_YOUR OBJECTIVE:_ Range to reproduce from the entries below: the line with "daily nutrition targets.", the line with "1. Environment variables with NUTRI_ prefix", and every line in between. Give them exactly and give nothing else.

Saved data entries
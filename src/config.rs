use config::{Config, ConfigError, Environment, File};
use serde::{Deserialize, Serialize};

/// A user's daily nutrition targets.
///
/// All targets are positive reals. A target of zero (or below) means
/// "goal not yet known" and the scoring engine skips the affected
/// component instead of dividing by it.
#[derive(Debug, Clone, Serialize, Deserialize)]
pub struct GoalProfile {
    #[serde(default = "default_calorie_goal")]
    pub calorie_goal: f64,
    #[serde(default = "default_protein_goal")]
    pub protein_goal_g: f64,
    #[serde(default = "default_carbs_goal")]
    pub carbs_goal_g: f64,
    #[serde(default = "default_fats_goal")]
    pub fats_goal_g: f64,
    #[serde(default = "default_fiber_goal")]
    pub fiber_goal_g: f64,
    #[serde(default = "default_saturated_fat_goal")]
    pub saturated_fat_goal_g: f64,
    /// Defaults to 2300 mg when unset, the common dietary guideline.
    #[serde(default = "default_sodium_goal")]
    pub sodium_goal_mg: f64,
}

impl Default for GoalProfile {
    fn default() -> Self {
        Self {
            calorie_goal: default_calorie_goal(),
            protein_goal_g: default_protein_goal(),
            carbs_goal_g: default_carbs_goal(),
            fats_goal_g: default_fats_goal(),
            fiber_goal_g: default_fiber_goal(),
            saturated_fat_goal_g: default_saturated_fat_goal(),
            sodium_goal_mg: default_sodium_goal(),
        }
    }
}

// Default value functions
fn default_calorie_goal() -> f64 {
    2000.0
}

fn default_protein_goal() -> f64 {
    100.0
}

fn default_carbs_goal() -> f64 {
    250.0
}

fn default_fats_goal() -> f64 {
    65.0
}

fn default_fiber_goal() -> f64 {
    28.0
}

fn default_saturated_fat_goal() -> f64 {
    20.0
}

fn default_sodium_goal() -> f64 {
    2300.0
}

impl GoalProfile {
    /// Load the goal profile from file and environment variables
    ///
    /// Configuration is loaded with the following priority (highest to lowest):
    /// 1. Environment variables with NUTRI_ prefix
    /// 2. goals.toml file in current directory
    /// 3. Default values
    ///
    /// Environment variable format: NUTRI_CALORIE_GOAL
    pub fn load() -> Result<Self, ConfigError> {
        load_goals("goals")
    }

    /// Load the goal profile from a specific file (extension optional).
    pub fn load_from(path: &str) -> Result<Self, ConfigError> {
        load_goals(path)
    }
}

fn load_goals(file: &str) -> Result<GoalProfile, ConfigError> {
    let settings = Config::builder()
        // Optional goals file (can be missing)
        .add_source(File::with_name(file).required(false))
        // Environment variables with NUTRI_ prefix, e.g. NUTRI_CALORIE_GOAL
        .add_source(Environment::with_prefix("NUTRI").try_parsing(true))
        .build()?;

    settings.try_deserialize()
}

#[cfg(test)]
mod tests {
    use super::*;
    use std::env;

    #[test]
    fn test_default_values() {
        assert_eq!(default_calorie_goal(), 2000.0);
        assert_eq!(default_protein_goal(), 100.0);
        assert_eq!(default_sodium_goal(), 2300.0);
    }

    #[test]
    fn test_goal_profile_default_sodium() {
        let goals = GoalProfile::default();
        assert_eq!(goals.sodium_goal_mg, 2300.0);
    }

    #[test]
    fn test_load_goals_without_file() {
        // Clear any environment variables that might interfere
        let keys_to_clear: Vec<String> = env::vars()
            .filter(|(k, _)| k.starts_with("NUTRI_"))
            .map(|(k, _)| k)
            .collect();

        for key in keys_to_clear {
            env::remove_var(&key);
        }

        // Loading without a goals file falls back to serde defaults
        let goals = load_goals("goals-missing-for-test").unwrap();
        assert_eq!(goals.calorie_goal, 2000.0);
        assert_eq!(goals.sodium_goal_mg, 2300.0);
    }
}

_PROBLEM SOLUTION:_
/// A user's daily nutrition targets.
///
/// All targets are positive reals. A target of zero (or below) means
/// "goal not yet known" and the scoring engine skips the affected
/// component instead of dividing by it.
#[derive(Debug, Clone, Serialize, Deserialize)]
pub struct GoalProfile {
    #[serde(default = "default_calorie_goal")]
    pub calorie_goal: f64,
    #[serde(default = "default_protein_goal")]
    pub protein_goal_g: f64,
    #[serde(default = "default_carbs_goal")]
    pub carbs_goal_g: f64,
    #[serde(default = "default_fats_goal")]
    pub fats_goal_g: f64,
    #[serde(default = "default_fiber_goal")]
    pub fiber_goal_g: f64,
    #[serde(default = "default_saturated_fat_goal")]
    pub saturated_fat_goal_g: f64,
    /// Defaults to 2300 mg when unset, the common dietary guideline.
    #[serde(default = "default_sodium_goal")]
    pub sodium_goal_mg: f64,
}

impl Default for GoalProfile {
    fn default() -> Self {
        Self {
            calorie_goal: default_calorie_goal(),
            protein_goal_g: default_protein_goal(),
            carbs_goal_g: default_carbs_goal(),
            fats_goal_g: default_fats_goal(),
            fiber_goal_g: default_fiber_goal(),
            saturated_fat_goal_g: default_saturated_fat_goal(),
            sodium_goal_mg: default_sodium_goal(),
        }
    }
}

// Default value functions
fn default_calorie_goal() -> f64 {
    2000.0
}

fn default_protein_goal() -> f64 {
    100.0
}

fn default_carbs_goal() -> f64 {
    250.0
}

fn default_fats_goal() -> f64 {
    65.0
}

fn default_fiber_goal() -> f64 {
    28.0
}

fn default_saturated_fat_goal() -> f64 {
    20.0
}

fn default_sodium_goal() -> f64 {
    2300.0
}

impl GoalProfile {
    /// Load the goal profile from file and environment variables
    ///
    /// Configuration is loaded with the following priority (highest to lowest):
    /// 1. Environment variables with NUTRI_ prefix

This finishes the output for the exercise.